Stored items:
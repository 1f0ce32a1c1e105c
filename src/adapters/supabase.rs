use crate::domain::model::SaveRecord;
use crate::domain::ports::PersistenceClient;
use crate::utils::error::{Result, SermonError};
use async_trait::async_trait;
use reqwest::Client;
use serde::Deserialize;

pub const DEFAULT_TABLE: &str = "blog_posts";

/// PostgREST error body.
#[derive(Debug, Deserialize)]
struct PostgrestError {
    message: String,
}

/// Inserts rows through the Supabase REST interface with the anonymous key.
pub struct SupabaseClient {
    client: Client,
    base_url: String,
    anon_key: String,
    table: String,
}

impl SupabaseClient {
    pub fn new(
        client: Client,
        base_url: impl Into<String>,
        anon_key: impl Into<String>,
        table: impl Into<String>,
    ) -> Self {
        Self {
            client,
            base_url: base_url.into(),
            anon_key: anon_key.into(),
            table: table.into(),
        }
    }

    fn insert_url(&self) -> String {
        format!("{}/rest/v1/{}", self.base_url.trim_end_matches('/'), self.table)
    }
}

#[async_trait]
impl PersistenceClient for SupabaseClient {
    async fn save(&self, record: &SaveRecord) -> Result<()> {
        tracing::debug!("Inserting into {}: {}", self.table, record.title);

        let response = self
            .client
            .post(self.insert_url())
            .header("apikey", &self.anon_key)
            .bearer_auth(&self.anon_key)
            .header("Prefer", "return=minimal")
            .json(&[record])
            .send()
            .await
            .map_err(|e| SermonError::persistence(e.to_string()))?;

        let status = response.status();
        if status.is_success() {
            return Ok(());
        }

        let body = response.text().await.unwrap_or_default();
        let message = match serde_json::from_str::<PostgrestError>(&body) {
            Ok(err) => err.message,
            Err(_) => format!("HTTP {}: {}", status.as_u16(), body),
        };
        tracing::error!("Error saving post to {}: {}", self.table, message);
        Err(SermonError::persistence(message))
    }
}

• [WORK ORDER]: Say, as a single number and nothing more, how many lines of the entries contain the word "body".

• [TASK RESULT]: 4